**The problem**
Copy out the entries below exactly as they stand, but only from the line containing "한 번만 발동됩니다." through the line containing "않으므로 poison 무시".

**Exercise material**
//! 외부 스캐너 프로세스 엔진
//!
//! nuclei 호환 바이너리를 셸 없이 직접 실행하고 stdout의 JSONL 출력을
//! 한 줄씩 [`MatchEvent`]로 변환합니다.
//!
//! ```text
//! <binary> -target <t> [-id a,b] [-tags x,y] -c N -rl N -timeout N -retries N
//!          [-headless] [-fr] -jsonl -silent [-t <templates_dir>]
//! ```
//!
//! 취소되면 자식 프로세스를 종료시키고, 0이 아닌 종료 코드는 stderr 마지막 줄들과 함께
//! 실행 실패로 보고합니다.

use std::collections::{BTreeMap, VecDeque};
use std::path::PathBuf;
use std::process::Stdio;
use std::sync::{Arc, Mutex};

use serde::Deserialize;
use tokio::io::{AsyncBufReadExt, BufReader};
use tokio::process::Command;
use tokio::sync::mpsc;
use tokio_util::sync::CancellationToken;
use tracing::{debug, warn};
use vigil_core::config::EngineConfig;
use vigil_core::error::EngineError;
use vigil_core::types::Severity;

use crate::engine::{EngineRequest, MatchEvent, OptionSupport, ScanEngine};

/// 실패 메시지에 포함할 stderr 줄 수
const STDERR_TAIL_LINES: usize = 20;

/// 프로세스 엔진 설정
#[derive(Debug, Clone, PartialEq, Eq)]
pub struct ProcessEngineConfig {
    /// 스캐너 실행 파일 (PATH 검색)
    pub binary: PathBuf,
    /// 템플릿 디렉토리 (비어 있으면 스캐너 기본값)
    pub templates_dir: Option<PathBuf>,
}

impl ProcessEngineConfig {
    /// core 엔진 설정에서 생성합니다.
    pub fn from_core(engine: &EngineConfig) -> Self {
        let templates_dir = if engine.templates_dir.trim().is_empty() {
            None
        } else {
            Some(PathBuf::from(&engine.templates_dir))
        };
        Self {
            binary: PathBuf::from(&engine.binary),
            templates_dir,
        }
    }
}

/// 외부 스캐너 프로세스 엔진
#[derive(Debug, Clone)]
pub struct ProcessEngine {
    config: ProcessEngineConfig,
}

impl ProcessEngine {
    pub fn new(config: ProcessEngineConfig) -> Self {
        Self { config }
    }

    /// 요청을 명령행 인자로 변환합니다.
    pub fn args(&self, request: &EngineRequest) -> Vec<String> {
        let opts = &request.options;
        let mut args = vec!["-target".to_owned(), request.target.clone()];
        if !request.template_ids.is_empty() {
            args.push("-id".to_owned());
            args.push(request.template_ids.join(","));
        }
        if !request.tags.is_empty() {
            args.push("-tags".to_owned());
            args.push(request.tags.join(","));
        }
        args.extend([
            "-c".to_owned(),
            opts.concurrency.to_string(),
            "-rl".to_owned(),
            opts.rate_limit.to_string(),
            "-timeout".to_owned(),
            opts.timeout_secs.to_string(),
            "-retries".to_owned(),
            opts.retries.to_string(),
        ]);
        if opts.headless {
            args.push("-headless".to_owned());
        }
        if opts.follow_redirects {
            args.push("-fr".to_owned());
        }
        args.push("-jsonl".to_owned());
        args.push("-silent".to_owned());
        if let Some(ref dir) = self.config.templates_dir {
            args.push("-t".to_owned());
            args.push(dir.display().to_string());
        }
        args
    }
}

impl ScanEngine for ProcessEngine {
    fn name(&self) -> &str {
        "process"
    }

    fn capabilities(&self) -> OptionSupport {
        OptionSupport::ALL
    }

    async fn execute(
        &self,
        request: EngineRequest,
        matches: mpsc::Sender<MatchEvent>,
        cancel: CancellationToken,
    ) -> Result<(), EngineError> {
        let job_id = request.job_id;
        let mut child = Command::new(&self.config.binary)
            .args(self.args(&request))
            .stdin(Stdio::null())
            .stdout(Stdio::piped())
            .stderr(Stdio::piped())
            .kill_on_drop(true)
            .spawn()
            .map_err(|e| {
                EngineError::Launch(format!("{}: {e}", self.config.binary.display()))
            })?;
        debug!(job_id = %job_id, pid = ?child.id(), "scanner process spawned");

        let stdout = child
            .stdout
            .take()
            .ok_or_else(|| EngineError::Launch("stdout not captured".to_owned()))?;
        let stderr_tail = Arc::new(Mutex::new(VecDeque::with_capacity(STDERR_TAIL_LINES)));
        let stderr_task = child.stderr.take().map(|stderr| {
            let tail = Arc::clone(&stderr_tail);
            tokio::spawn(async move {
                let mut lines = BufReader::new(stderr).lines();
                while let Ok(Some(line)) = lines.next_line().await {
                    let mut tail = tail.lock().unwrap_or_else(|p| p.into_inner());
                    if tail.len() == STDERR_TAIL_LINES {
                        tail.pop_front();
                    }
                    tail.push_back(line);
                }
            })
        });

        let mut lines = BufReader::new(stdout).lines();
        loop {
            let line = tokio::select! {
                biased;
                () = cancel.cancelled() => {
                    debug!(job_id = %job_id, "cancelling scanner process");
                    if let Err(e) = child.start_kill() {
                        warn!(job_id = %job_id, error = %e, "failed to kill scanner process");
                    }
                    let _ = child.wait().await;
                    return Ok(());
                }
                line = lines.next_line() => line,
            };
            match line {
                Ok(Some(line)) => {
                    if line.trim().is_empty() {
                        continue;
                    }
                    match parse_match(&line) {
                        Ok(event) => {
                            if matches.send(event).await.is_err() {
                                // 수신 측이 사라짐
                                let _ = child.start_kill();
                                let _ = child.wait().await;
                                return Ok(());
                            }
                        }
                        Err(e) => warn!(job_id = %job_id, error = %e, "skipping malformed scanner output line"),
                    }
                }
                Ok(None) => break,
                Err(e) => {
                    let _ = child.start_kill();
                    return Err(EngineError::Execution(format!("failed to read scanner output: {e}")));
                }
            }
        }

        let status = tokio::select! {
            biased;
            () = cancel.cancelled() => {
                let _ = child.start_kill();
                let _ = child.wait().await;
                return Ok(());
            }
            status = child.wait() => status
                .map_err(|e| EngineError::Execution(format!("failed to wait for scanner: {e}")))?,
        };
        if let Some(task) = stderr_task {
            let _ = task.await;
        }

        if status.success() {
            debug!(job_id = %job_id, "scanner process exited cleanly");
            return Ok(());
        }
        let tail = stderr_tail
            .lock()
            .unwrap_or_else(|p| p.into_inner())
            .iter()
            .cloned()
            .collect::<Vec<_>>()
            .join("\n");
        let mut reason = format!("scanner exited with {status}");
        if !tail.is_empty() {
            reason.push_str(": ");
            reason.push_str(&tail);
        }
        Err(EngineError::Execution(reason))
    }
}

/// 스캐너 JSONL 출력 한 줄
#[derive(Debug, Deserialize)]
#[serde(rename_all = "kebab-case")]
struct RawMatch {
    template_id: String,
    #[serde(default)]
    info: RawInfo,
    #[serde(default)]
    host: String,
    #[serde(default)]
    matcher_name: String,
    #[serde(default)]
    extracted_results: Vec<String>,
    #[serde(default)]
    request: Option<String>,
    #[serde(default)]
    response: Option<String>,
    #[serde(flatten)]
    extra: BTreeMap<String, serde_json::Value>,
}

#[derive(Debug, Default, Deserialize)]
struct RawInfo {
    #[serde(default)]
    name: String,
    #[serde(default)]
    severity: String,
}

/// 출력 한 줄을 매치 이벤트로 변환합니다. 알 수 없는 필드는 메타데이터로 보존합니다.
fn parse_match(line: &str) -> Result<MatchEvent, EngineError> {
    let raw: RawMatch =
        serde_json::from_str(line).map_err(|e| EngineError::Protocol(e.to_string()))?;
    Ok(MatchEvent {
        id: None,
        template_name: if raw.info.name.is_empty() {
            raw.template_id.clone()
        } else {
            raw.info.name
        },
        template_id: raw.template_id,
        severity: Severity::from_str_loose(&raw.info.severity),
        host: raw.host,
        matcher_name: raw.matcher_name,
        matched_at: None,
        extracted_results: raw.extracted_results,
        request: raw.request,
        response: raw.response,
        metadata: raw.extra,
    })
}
==
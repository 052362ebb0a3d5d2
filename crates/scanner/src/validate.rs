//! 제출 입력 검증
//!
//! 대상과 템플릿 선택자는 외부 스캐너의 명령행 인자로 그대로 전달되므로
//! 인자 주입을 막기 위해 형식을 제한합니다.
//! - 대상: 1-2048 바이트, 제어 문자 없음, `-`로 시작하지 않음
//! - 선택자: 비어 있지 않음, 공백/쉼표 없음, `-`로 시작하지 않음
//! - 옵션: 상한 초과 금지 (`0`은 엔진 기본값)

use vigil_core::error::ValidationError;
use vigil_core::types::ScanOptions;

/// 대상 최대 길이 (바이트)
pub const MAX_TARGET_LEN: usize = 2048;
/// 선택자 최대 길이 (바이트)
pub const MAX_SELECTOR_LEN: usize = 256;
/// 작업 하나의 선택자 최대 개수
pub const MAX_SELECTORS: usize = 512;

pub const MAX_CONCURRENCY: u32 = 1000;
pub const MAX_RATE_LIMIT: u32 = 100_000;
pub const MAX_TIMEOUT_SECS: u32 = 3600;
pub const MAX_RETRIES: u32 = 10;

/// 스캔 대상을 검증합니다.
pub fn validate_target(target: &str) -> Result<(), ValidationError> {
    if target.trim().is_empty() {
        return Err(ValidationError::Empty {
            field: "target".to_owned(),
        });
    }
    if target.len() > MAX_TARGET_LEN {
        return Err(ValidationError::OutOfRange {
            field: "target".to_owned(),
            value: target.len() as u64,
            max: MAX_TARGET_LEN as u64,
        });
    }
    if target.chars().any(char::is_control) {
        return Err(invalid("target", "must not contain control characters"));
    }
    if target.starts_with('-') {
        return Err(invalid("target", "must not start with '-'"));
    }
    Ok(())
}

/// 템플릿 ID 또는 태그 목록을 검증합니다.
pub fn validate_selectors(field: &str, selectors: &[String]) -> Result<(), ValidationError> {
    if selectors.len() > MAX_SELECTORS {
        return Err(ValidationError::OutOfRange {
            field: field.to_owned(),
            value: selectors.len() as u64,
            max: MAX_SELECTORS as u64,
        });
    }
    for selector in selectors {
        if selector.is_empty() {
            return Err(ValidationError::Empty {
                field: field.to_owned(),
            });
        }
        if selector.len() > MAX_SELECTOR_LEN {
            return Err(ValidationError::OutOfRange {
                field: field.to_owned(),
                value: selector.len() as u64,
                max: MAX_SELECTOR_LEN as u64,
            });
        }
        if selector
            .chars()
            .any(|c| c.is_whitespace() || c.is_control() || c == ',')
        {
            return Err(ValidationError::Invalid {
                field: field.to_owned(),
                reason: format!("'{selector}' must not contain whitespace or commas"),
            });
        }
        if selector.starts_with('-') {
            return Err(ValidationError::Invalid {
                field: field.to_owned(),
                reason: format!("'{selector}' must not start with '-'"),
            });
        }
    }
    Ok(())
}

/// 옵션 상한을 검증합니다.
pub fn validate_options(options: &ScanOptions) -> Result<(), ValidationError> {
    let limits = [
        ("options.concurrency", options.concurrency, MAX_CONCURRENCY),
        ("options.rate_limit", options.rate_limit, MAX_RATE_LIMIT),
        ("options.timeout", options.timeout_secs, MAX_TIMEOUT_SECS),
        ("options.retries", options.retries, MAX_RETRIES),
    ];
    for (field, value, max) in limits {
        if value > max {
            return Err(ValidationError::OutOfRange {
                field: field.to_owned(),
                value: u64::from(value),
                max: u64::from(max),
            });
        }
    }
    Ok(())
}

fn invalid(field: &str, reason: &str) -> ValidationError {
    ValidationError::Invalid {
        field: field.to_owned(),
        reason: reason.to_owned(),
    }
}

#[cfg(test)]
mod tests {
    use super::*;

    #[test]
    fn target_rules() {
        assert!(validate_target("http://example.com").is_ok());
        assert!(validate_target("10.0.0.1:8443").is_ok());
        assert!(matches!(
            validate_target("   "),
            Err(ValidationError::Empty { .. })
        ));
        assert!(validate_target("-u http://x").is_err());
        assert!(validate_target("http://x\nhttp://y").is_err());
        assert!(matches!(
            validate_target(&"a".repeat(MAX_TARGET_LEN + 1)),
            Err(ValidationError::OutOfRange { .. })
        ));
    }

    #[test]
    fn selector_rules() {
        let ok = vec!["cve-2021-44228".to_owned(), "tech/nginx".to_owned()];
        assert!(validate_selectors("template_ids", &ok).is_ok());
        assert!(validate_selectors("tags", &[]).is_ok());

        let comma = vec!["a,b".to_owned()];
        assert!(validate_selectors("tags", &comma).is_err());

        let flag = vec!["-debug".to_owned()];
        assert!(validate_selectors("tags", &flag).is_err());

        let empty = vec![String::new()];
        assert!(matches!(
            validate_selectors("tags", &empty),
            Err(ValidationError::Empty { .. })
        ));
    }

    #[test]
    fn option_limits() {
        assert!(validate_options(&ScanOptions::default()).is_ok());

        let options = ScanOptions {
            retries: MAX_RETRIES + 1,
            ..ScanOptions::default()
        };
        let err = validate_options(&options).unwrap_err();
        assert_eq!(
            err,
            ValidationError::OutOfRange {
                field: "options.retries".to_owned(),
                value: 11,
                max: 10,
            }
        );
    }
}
==
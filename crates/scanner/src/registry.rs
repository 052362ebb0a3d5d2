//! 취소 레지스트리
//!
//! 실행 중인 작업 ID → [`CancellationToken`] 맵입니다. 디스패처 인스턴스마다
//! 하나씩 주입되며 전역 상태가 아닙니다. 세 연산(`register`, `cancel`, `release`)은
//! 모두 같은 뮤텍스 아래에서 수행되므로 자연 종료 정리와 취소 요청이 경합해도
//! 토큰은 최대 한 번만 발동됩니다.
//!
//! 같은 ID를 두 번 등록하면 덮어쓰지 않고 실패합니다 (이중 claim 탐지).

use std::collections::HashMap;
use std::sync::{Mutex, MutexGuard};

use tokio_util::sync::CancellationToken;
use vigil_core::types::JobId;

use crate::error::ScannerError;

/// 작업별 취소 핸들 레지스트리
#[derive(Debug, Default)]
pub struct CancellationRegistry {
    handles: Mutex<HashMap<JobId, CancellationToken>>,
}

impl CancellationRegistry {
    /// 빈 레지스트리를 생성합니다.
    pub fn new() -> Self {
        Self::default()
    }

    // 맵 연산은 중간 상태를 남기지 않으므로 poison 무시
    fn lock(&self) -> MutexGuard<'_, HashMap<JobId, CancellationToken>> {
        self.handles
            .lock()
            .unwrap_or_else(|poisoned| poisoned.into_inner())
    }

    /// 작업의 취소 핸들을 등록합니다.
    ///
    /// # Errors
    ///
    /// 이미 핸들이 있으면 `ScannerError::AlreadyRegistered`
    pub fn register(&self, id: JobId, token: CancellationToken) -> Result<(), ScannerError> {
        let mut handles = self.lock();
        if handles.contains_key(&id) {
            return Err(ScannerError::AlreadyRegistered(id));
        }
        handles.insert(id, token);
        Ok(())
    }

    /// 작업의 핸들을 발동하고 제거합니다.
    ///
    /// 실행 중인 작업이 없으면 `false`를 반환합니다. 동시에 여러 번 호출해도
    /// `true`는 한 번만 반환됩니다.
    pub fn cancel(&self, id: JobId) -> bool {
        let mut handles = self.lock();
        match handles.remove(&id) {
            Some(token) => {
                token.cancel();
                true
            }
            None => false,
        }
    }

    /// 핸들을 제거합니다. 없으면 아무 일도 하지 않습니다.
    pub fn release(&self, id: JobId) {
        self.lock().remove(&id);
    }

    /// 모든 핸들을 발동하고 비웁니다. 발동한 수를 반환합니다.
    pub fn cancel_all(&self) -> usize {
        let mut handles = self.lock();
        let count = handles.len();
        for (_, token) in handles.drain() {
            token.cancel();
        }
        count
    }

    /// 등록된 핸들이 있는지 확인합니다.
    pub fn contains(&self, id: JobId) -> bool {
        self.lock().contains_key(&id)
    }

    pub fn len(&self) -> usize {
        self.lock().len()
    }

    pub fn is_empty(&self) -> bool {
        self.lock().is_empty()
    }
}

**Task output**
//! 토큰은 최대 한 번만 발동됩니다.
//!
//! 같은 ID를 두 번 등록하면 덮어쓰지 않고 실패합니다 (이중 claim 탐지).

use std::collections::HashMap;
use std::sync::{Mutex, MutexGuard};

use tokio_util::sync::CancellationToken;
use vigil_core::types::JobId;

use crate::error::ScannerError;

/// 작업별 취소 핸들 레지스트리
#[derive(Debug, Default)]
pub struct CancellationRegistry {
    handles: Mutex<HashMap<JobId, CancellationToken>>,
}

impl CancellationRegistry {
    /// 빈 레지스트리를 생성합니다.
    pub fn new() -> Self {
        Self::default()
    }

    // 맵 연산은 중간 상태를 남기지 않으므로 poison 무시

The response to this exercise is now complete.